Karl Warr’s incredible kiwi ingenuity is helping the environment and his small family fishing business. He has designed a filter that attaches to the end of a normal trawl fishing net that helps undersized and non-selected fish escape down on the bottom while the net is fishing. Releasing fish unharmed on the seafloor is very important to their survival chances.
Many of our inshore fish species have what are called swim bladders, these silky looking airbags inside the gut cavity of our fish, is what helps them control how they float in the water. They can inflate them with gases from the bloodstream so they can swim easily without fighting to either stay down or to stop them from sinking, but they can only do this very slowly.

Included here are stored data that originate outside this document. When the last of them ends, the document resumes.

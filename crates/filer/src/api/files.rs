// SPDX-FileCopyrightText: 2025 Caspar Water Company
//
// SPDX-License-Identifier: Apache-2.0

//! Files API for Unity Catalog volumes (`/api/2.0/fs/*`).
//!
//! Unlike DBFS, file contents travel as raw request and response bodies.

use super::{ApiClient, ApiResult};
use crate::filer::FileReader;
use async_trait::async_trait;
use chrono::{DateTime, Utc};
use futures::TryStreamExt;
use reqwest::Method;
use reqwest::header::{CONTENT_LENGTH, LAST_MODIFIED};
use serde::{Deserialize, Serialize};
use tokio_util::io::{ReaderStream, StreamReader};

/// Headers returned by a HEAD on a file
#[derive(Debug, Clone, Default, PartialEq, Eq)]
pub struct FileMetadata {
    pub content_length: Option<i64>,
    pub last_modified: Option<DateTime<Utc>>,
}

#[derive(Debug, Clone, PartialEq, Eq, Serialize, Deserialize)]
pub struct DirectoryEntry {
    pub path: String,
    #[serde(default)]
    pub name: String,
    #[serde(default)]
    pub is_directory: bool,
    #[serde(default, skip_serializing_if = "Option::is_none")]
    pub file_size: Option<i64>,
    #[serde(default, skip_serializing_if = "Option::is_none")]
    pub last_modified: Option<i64>,
}

/// One page of a directory listing
#[derive(Debug, Clone, Default, Serialize, Deserialize)]
pub struct DirectoryPage {
    #[serde(default)]
    pub contents: Vec<DirectoryEntry>,
    #[serde(default, skip_serializing_if = "Option::is_none")]
    pub next_page_token: Option<String>,
}

#[derive(Serialize)]
struct OverwriteQuery {
    overwrite: bool,
}

#[derive(Serialize)]
struct PageQuery<'a> {
    #[serde(skip_serializing_if = "Option::is_none")]
    page_token: Option<&'a str>,
}

#[async_trait]
pub trait FilesApi: Send + Sync {
    async fn upload(&self, path: &str, body: FileReader, overwrite: bool) -> ApiResult<()>;

    async fn download(&self, path: &str) -> ApiResult<FileReader>;

    async fn get_metadata(&self, path: &str) -> ApiResult<FileMetadata>;

    async fn delete_file(&self, path: &str) -> ApiResult<()>;

    async fn create_directory(&self, path: &str) -> ApiResult<()>;

    async fn list_directory(&self, path: &str, page_token: Option<&str>)
    -> ApiResult<DirectoryPage>;

    /// Succeeds if a directory exists at `path`
    async fn get_directory_metadata(&self, path: &str) -> ApiResult<()>;

    async fn delete_directory(&self, path: &str) -> ApiResult<()>;
}

fn files_path(path: &str) -> String {
    format!("/api/2.0/fs/files{}", path)
}

fn directories_path(path: &str) -> String {
    format!("/api/2.0/fs/directories{}", path)
}

#[async_trait]
impl FilesApi for ApiClient {
    async fn upload(&self, path: &str, body: FileReader, overwrite: bool) -> ApiResult<()> {
        let request = self
            .request(Method::PUT, &files_path(path))
            .query(&OverwriteQuery { overwrite })
            .header(reqwest::header::CONTENT_TYPE, "application/octet-stream")
            .body(reqwest::Body::wrap_stream(ReaderStream::new(body)));
        _ = self.send(request).await?;
        Ok(())
    }

    async fn download(&self, path: &str) -> ApiResult<FileReader> {
        let request = self.request(Method::GET, &files_path(path));
        let response = self.send(request).await?;
        let stream = response.bytes_stream().map_err(std::io::Error::other);
        Ok(Box::pin(StreamReader::new(stream)))
    }

    async fn get_metadata(&self, path: &str) -> ApiResult<FileMetadata> {
        let request = self.request(Method::HEAD, &files_path(path));
        let response = self.send(request).await?;
        let headers = response.headers();
        let content_length = headers
            .get(CONTENT_LENGTH)
            .and_then(|v| v.to_str().ok())
            .and_then(|v| v.parse::<i64>().ok());
        let last_modified = headers
            .get(LAST_MODIFIED)
            .and_then(|v| v.to_str().ok())
            .and_then(|v| DateTime::parse_from_rfc2822(v).ok())
            .map(|dt| dt.with_timezone(&Utc));
        Ok(FileMetadata {
            content_length,
            last_modified,
        })
    }

    async fn delete_file(&self, path: &str) -> ApiResult<()> {
        let request = self.request(Method::DELETE, &files_path(path));
        _ = self.send(request).await?;
        Ok(())
    }

    async fn create_directory(&self, path: &str) -> ApiResult<()> {
        let request = self.request(Method::PUT, &directories_path(path));
        _ = self.send(request).await?;
        Ok(())
    }

    async fn list_directory(
        &self,
        path: &str,
        page_token: Option<&str>,
    ) -> ApiResult<DirectoryPage> {
        self.get_json(&directories_path(path), &PageQuery { page_token })
            .await
    }

    async fn get_directory_metadata(&self, path: &str) -> ApiResult<()> {
        let request = self.request(Method::HEAD, &directories_path(path));
        _ = self.send(request).await?;
        Ok(())
    }

    async fn delete_directory(&self, path: &str) -> ApiResult<()> {
        let request = self.request(Method::DELETE, &directories_path(path));
        _ = self.send(request).await?;
        Ok(())
    }
}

If fish are raised to the surface quickly this gas expands as the water pressure lessens the shallower you go.
The fish, unable to absorb all this expanded gas find that it stretches the sack containing it and starts squashing internal organs to the point of ruptures and beyond. Species like sharks and rays who have little or no swim bladders in most cases are fine, but our precious table fishes have significant trouble with this phenomenon. So what may look like a successful release from the surface could indeed be just the beginning of a long and painful death unless shortened by predators taking advantage of fish in trouble.
This filter looks rather like a large crayfish pot or cage in nature. Its shiny smooth stainless steel holes don’t flex and pinch fish as the net pulses along the bottom during fishing. The smoothness of the stainless steel rod construction allows even the most brazen escape to go off without a nasty carpet burn effect you get when fish struggle through woven netting.
Karl and his wife Sarah have been in the industry for over 20 years. During this time the economies of scale versus profitability have meant that small operations have become increasingly difficult to keep profitable. What might be little well known to many readers is that inshore fisher folk get paid quite meager amounts per kilo of whole fish landed. Currently it is common for fisher folk to earn around 2.50 a kilo for gurnard and around 1.50 per kilo for snapper to contract catch these fish for a quota holding factory. Larger operations therefore are more profitable due to sheer volume versus expenses, but it then becomes harder to find enough quota.
Straining every week to catch as much as possible to pay the bills, using old technology which is poor at releasing juvenile catches and by catch, meant Karl was not enjoying his work and becoming increasingly frustrated trying to make it all work.
The solution? For Karl and Sarah the solution was to introduce smarter gear and manage the sales of fish rite to the end user. The cage Karl uses is made from interchangeable panels that allow choices to be made as to what sized fish the net will then let go. These panels can contain hole shapes that conventional netting doesn’t allow for. For example when Karl is fishing for gurnard in an area where there may be trevally and snapper, a rectangular hole pattern is used so the round shaped gurnard of small size are released and at the same time the taller shaped small trevally and snapper can also be released. Previously with normal gear, letting small snapper and trevally go meant loosing most of the gurnard catch and vice versa equation meant killing lots of juvenile trevally and snapper to keep the gurnard catch up..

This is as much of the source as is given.